Market capitalization at June 30
in millions, using outstanding shares
(Year-to-date change in parentheses):
1. RIM ----- $69,949 (+$6,803)
2. Open Text ----- 1,669 (+74)
3. ATS ----- 572 (+173)
4. Dalsa ----- 242 (+83)
5. Com Dev ----- 225 (-22)
6. Arise ----- 197 (-55)
7. Sandvine ----- 193 (-330)
8. Descartes ----- 181 (-39)
9. MKS ----- 78 (+9)
10. RDM ----- 33 (-23)
11. Virtek ----- 18 (+4)
12. Biorem ----- 11 (-1)
13. TurboSonic ----- 8 (-4)
[8]---------------------------------------------------------------
Miscellaneous Tidbits
- It hasn't exactly been announced yet, but Avvasi apparently closed its first round of funding, with Celtic House among the investors. Celtic House added Avvasi to its portfolio list during the month.
- Zoomii had its official launch in June. The online bookstore features a real-world bookstore user interface that links to Amazon for order processing. It's been impressing audiences at BarCamps and other events over the last year. Zoomii was founded by Chris Thiessen, who previously worked for Intellitactics and AdExact. http://zoomii.ca and http://zoomii.com
- The three founders of ProductWiki -- the brother-sister/wife-husband team of Omar Ismail, Amanie Ismail and Erik Kalviainen -- are finalists for the young entrepreneur award at the Ernst & Young-sponsored Ontario Entrepreneur Of The Year Awards. They are the only nominees from this area for any of the nine awards. In fact, 80% of the finalists are from the GTA. Winners will be announced in October.
- Well.ca founder Ali Asaria was named one of the Guelph Mercury's "forty under forty -- people making a difference."
- Dalsa founder, chairman, and CTO Savvas Chamberlain was inducted as a fellow of the Canadian Academy of Engineering at an awards ceremony in Montreal.
- Adel Sedra, dean of engineering at UW, has become a director of Dalsa. He succeeds Doug Barber, co-founder of Gennum, who had been on the board since 2005.
- LiveHive has partnered with Nissan to create "Nissan Make the Call" interactive games that will run online during CFL broadcasts through the season.

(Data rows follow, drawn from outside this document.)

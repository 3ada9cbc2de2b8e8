//! Pricing Handlers
//!
//! Anniversary day counting and prorated quote endpoints.

use std::str::FromStr;

use axum::{extract::Query, http::StatusCode, response::Json};
use rust_decimal::Decimal;
use serde::{Deserialize, Serialize};
use serde_json::{json, Value};

use pricebook_models::pricing::{elapsed_days, parse_iso_date, prorated_price};

#[derive(Debug, Deserialize)]
pub struct DaysQuery {
    #[serde(default)]
    pub anniversary_date: String,
    #[serde(default)]
    pub current_date: String,
}

#[derive(Debug, Deserialize)]
pub struct QuoteQuery {
    #[serde(default)]
    pub unit_price: String,
    #[serde(default)]
    pub anniversary_date: String,
    #[serde(default)]
    pub current_date: String,
}

/// Prorated quote; fields are null when inputs are missing or invalid
#[derive(Debug, Serialize)]
pub struct QuoteResponse {
    pub days: Option<i64>,
    pub price: Option<Decimal>,
}

/// Count whole days from the anniversary date to the current date
///
/// GET /catalog/calculate_days?anniversary_date=A&current_date=C
pub async fn calculate_days(
    Query(params): Query<DaysQuery>,
) -> Result<Json<Value>, (StatusCode, Json<Value>)> {
    let anniversary = parse_iso_date(&params.anniversary_date).ok_or_else(invalid_dates)?;
    let current = parse_iso_date(&params.current_date).ok_or_else(invalid_dates)?;

    Ok(Json(json!({ "days": elapsed_days(anniversary, current) })))
}

fn invalid_dates() -> (StatusCode, Json<Value>) {
    (
        StatusCode::BAD_REQUEST,
        Json(json!({ "error": "Invalid date format" })),
    )
}

/// Quote a prorated price for the elapsed span.
///
/// Mirrors the original order-form behavior: the day count renders whenever
/// both dates parse, and the price renders only when the day count and the
/// unit price are both nonzero. Bad input blanks fields instead of failing,
/// and so does a price too large to prorate.
///
/// GET /catalog/quote?unit_price=P&anniversary_date=A&current_date=C
pub async fn quote(Query(params): Query<QuoteQuery>) -> Json<QuoteResponse> {
    let anniversary = parse_iso_date(&params.anniversary_date);
    let current = parse_iso_date(&params.current_date);
    let unit_price = Decimal::from_str(params.unit_price.trim()).ok();

    let days = match (anniversary, current) {
        (Some(anniversary), Some(current)) => Some(elapsed_days(anniversary, current)),
        _ => None,
    };

    let price = match (days, unit_price) {
        (Some(days), Some(unit_price)) if days != 0 && !unit_price.is_zero() => {
            prorated_price(unit_price, days)
        }
        _ => None,
    };

    Json(QuoteResponse { days, price })
}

- HighJump Software is apparently cutting the size of its Waterloo office as part of a company-wide reorganization, following its acquisition by a VC/PE firm based in the Boston area. The company came to town through the acquisition of Waterloo's Global Beverage Group in 2006. At that time HighJump was part of 3M, which sold the business to Battery Ventures in May. Global Beverage Group was spun out of Descartes in 2000 after Descartes decided to recast itself as a pure web services business. According to the Minneapolis Star Tribune, HighJump plans to cut as much as a quarter of its workforce. The report says the company will focus on acquisitions for new products rather than creating them internally.
- LoyaltyMatch was featured in a story in the New York Times travel section. The story was about two companies with websites that allow users to use loyalty program points in new ways. I'm not sure the writer realized that both companies are from Southern Ontario. LoyaltyMatch was identified as a Waterloo company, and the other -- Points.com -- is based in Toronto.